Alterosas as ondas que ouço em solilóquios crescentes,
rumores que se transformam em urros,
quão perto a crespa tempestade é de mim,

ribombam sussurros teus
nestes longínquos silêncios meus, amordaço o alvitrar
repentino, que renasce,
que se encabrita,

como os lírios pelo matinal orvalho.

Acrescento-me aos desconhecidos mares,
neste vai e vem, ah... ondear que me extasia,
e,
desfaço-me da partida nesse dia em adeus,
nos desencontros que foram as rotas nossas.

Que o mar uma noite me faça voltar,
aos braços teus.




[“do ciclo, as palavras não têm prazo de validade. “ Riva la filotea. La riva? Sa cal'è c'la riva?” (Está a chegar. A chegar? O que estará a chegar?)]

[ … leva-me pela mão até onde as roseiras bravas tapam


leva-me pela mão até onde as roseiras bravas
tapam as trilhas empedradas.
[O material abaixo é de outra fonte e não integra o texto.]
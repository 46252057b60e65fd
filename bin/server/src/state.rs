//! UI state for the integration page, kept free of Leptos so it can be
//! tested without a browser.
//!
//! Components hold these structs in signals and call the methods from
//! event handlers. Everything the view shows (labels, disabled flags,
//! summaries) is derived here.

use copper_kite_core::{
    Identity, IntegrationKind, IntegrationParams, LoadedItem, UnknownIntegration, load_summary,
};

/// State owned by the integration form: identity, selection, and the
/// result of the last completed authorization.
#[derive(Debug, Clone, Default, PartialEq)]
pub struct IntegrationFormState {
    pub identity: Identity,
    pub selection: Option<IntegrationKind>,
    pub params: Option<IntegrationParams>,
}

impl IntegrationFormState {
    /// Creates form state with the given identity and nothing selected.
    #[must_use]
    pub fn new(identity: Identity) -> Self {
        Self {
            identity,
            selection: None,
            params: None,
        }
    }

    /// Selects an integration by name. An empty name clears the selection.
    ///
    /// Unknown names clear the selection and return an error. Previously
    /// obtained params are kept either way.
    pub fn select(&mut self, name: &str) -> Result<(), UnknownIntegration> {
        if name.trim().is_empty() {
            self.selection = None;
            return Ok(());
        }

        match name.parse() {
            Ok(kind) => {
                self.selection = Some(kind);
                Ok(())
            }
            Err(e) => {
                self.selection = None;
                Err(e)
            }
        }
    }

    /// Records the result of an authorization flow.
    pub fn set_params(&mut self, params: IntegrationParams) {
        self.params = Some(params);
    }

    /// The authorization panel to render, if any.
    #[must_use]
    pub fn active_panel(&self) -> Option<IntegrationKind> {
        self.selection
    }

    /// What the data loader should be rendered with, if anything.
    #[must_use]
    pub fn data_view(&self) -> Option<IntegrationParams> {
        self.params.clone()
    }
}

/// Connection status shown by an authorization panel.
#[derive(Debug, Clone, Copy, PartialEq, Eq)]
pub enum PanelStatus {
    Disconnected,
    Connecting,
    Connected,
}

impl PanelStatus {
    /// Derives the status of the panel for `kind`.
    ///
    /// A panel is connected when the shared params hold credentials for its
    /// own integration; credentials for another integration do not count.
    #[must_use]
    pub fn resolve(
        kind: IntegrationKind,
        connecting: bool,
        params: Option<&IntegrationParams>,
    ) -> Self {
        if params.is_some_and(|p| p.kind == kind) {
            Self::Connected
        } else if connecting {
            Self::Connecting
        } else {
            Self::Disconnected
        }
    }

    /// Label of the connect button.
    #[must_use]
    pub fn button_label(self, kind: IntegrationKind) -> String {
        match self {
            Self::Disconnected => format!("Connect to {kind}"),
            Self::Connecting => "Connecting...".to_string(),
            Self::Connected => format!("{kind} Connected"),
        }
    }

    /// Whether the connect button accepts clicks.
    #[must_use]
    pub fn can_connect(self) -> bool {
        self == Self::Disconnected
    }
}

/// State of the data loader: `idle -> loading -> idle`.
#[derive(Debug, Clone, Default, PartialEq, Eq)]
pub struct DataLoaderState {
    loading: bool,
    loaded: Option<Vec<LoadedItem>>,
}

impl DataLoaderState {
    /// Enters the loading state.
    ///
    /// Returns `false` and changes nothing if a load is already in flight.
    pub fn begin_load(&mut self) -> bool {
        if self.loading {
            return false;
        }
        self.loading = true;
        true
    }

    /// Leaves the loading state with the outcome of the request.
    ///
    /// Success replaces the loaded items. Failure keeps them and returns
    /// the message to show the user.
    pub fn finish_load(&mut self, outcome: Result<Vec<LoadedItem>, String>) -> Option<String> {
        self.loading = false;
        match outcome {
            Ok(items) => {
                self.loaded = Some(items);
                None
            }
            Err(message) => Some(message),
        }
    }

    /// Discards loaded items.
    pub fn clear(&mut self) {
        self.loaded = None;
    }

    #[must_use]
    pub fn is_loading(&self) -> bool {
        self.loading
    }

    #[must_use]
    pub fn loaded(&self) -> Option<&[LoadedItem]> {
        self.loaded.as_deref()
    }

    #[must_use]
    pub fn can_load(&self) -> bool {
        !self.loading
    }

    #[must_use]
    pub fn can_clear(&self) -> bool {
        self.loaded.is_some()
    }

    /// Label of the load button.
    #[must_use]
    pub fn load_label(&self) -> &'static str {
        if self.loading { "Loading..." } else { "Load Data" }
    }

    /// Summary line for the loaded items, if any are loaded.
    #[must_use]
    pub fn summary(&self, kind: IntegrationKind) -> Option<String> {
        self.loaded
            .as_ref()
            .map(|items| load_summary(items.len(), kind.display_name()))
    }
}

#[cfg(test)]
mod tests {
    use super::*;
    use copper_kite_core::Credentials;
    use serde_json::json;

    fn params(kind: IntegrationKind) -> IntegrationParams {
        IntegrationParams::new(kind, Credentials::new(json!({ "access_token": "t" })))
    }

    fn item(id: &str) -> LoadedItem {
        LoadedItem::new(id)
    }

    #[test]
    fn form_starts_with_default_identity_and_nothing_selected() {
        let state = IntegrationFormState::default();
        assert_eq!(state.identity, Identity::new("TestUser", "TestOrg"));
        assert_eq!(state.active_panel(), None);
        assert_eq!(state.data_view(), None);
    }

    #[test]
    fn selecting_each_kind_activates_exactly_that_panel() {
        let mut state = IntegrationFormState::default();
        for kind in IntegrationKind::ALL {
            state.select(kind.display_name()).expect("known integration");
            assert_eq!(state.active_panel(), Some(kind));
        }
    }

    #[test]
    fn selecting_unknown_name_is_rejected() {
        let mut state = IntegrationFormState::default();
        state.select("Notion").expect("known integration");

        let err = state.select("Dropbox").unwrap_err();
        assert_eq!(err.name, "Dropbox");
        assert_eq!(state.active_panel(), None);
    }

    #[test]
    fn empty_selection_clears() {
        let mut state = IntegrationFormState::default();
        state.select("Airtable").expect("known integration");
        state.select("").expect("empty clears");
        assert_eq!(state.active_panel(), None);
    }

    #[test]
    fn data_view_appears_once_params_are_set() {
        let mut state = IntegrationFormState::default();
        state.select("Hubspot").expect("known integration");
        assert_eq!(state.data_view(), None);

        state.set_params(params(IntegrationKind::Hubspot));
        let view = state.data_view().expect("data view");
        assert_eq!(view.kind, IntegrationKind::Hubspot);
    }

    #[test]
    fn changing_selection_keeps_previous_params() {
        let mut state = IntegrationFormState::default();
        state.select("Notion").expect("known integration");
        state.set_params(params(IntegrationKind::Notion));

        state.select("Airtable").expect("known integration");
        assert_eq!(state.active_panel(), Some(IntegrationKind::Airtable));
        assert_eq!(
            state.data_view().map(|p| p.kind),
            Some(IntegrationKind::Notion)
        );
    }

    #[test]
    fn panel_status_resolution() {
        let notion = params(IntegrationKind::Notion);

        assert_eq!(
            PanelStatus::resolve(IntegrationKind::Notion, false, None),
            PanelStatus::Disconnected
        );
        assert_eq!(
            PanelStatus::resolve(IntegrationKind::Notion, true, None),
            PanelStatus::Connecting
        );
        assert_eq!(
            PanelStatus::resolve(IntegrationKind::Notion, false, Some(&notion)),
            PanelStatus::Connected
        );
        assert_eq!(
            PanelStatus::resolve(IntegrationKind::Airtable, false, Some(&notion)),
            PanelStatus::Disconnected
        );
    }

    #[test]
    fn panel_labels() {
        let kind = IntegrationKind::Hubspot;
        assert_eq!(PanelStatus::Disconnected.button_label(kind), "Connect to Hubspot");
        assert_eq!(PanelStatus::Connecting.button_label(kind), "Connecting...");
        assert_eq!(PanelStatus::Connected.button_label(kind), "Hubspot Connected");
        assert!(PanelStatus::Disconnected.can_connect());
        assert!(!PanelStatus::Connecting.can_connect());
        assert!(!PanelStatus::Connected.can_connect());
    }

    #[test]
    fn load_control_is_disabled_while_loading() {
        let mut state = DataLoaderState::default();
        assert!(state.can_load());
        assert_eq!(state.load_label(), "Load Data");

        assert!(state.begin_load());
        assert!(!state.can_load());
        assert_eq!(state.load_label(), "Loading...");
        assert!(!state.begin_load());

        state.finish_load(Ok(vec![item("1")]));
        assert!(state.can_load());
        assert_eq!(state.load_label(), "Load Data");
    }

    #[test]
    fn load_control_is_re_enabled_after_failure() {
        let mut state = DataLoaderState::default();
        state.begin_load();

        let message = state.finish_load(Err("Invalid token".to_string()));
        assert_eq!(message.as_deref(), Some("Invalid token"));
        assert!(state.can_load());
        assert!(!state.is_loading());
    }

    #[test]
    fn failure_keeps_previous_items() {
        let mut state = DataLoaderState::default();
        state.begin_load();
        state.finish_load(Ok(vec![item("1"), item("2")]));

        state.begin_load();
        state.finish_load(Err("Failed to load data.".to_string()));
        assert_eq!(state.loaded().map(<[LoadedItem]>::len), Some(2));
    }

    #[test]
    fn success_replaces_items() {
        let mut state = DataLoaderState::default();
        state.begin_load();
        state.finish_load(Ok(vec![item("1"), item("2")]));
        state.begin_load();
        state.finish_load(Ok(vec![item("3")]));

        let loaded = state.loaded().expect("loaded");
        assert_eq!(loaded.len(), 1);
        assert_eq!(loaded[0].id, "3");
    }

    #[test]
    fn summary_reflects_loaded_items() {
        let mut state = DataLoaderState::default();
        assert_eq!(state.summary(IntegrationKind::Notion), None);

        state.begin_load();
        state.finish_load(Ok(vec![item("1")]));
        assert_eq!(
            state.summary(IntegrationKind::Notion).as_deref(),
            Some("Loaded 1 item from Notion")
        );

        state.begin_load();
        state.finish_load(Ok(Vec::new()));
        assert_eq!(
            state.summary(IntegrationKind::Notion).as_deref(),
            Some("Loaded 0 items from Notion")
        );
        assert_eq!(state.loaded(), Some(&[][..]));
    }

    #[test]
    fn clear_empties_and_disables_itself() {
        let mut state = DataLoaderState::default();
        assert!(!state.can_clear());

        state.begin_load();
        state.finish_load(Ok(vec![item("1")]));
        assert!(state.can_clear());

        state.clear();
        assert_eq!(state.loaded(), None);
        assert!(!state.can_clear());
    }
}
Leva-me

até ao rio que dizias nascer no salso mar,
onde as lágrimas ficavam à superficie,
e um solitário arco-íris escondia os cintilantes refúgios lá longe.

Leva-me assim.

Deixa este corpo exausto, tão singrado sem rota,
arrojar-se do cendrado promontório
sentindo os aljôfares da fria noite.

Leva-me assim.

Quão longe hoje sou dos nossos sonhos pela excelsa
primavera algures no tempo,

e se conseguisse regressar-me um segundo que fosse,
pedir-te-ia:

- leva-me até onde as roseiras bravas libertaram
o aroma teu, que ainda hoje me inunda.


[Leva-me contigo, assim, só].




[“do ciclo, as palavras não têm prazo de validade. “ Riva la filotea. La riva? Sa cal'è c'la riva?” (Está a chegar. A chegar? O que estará a chegar?)]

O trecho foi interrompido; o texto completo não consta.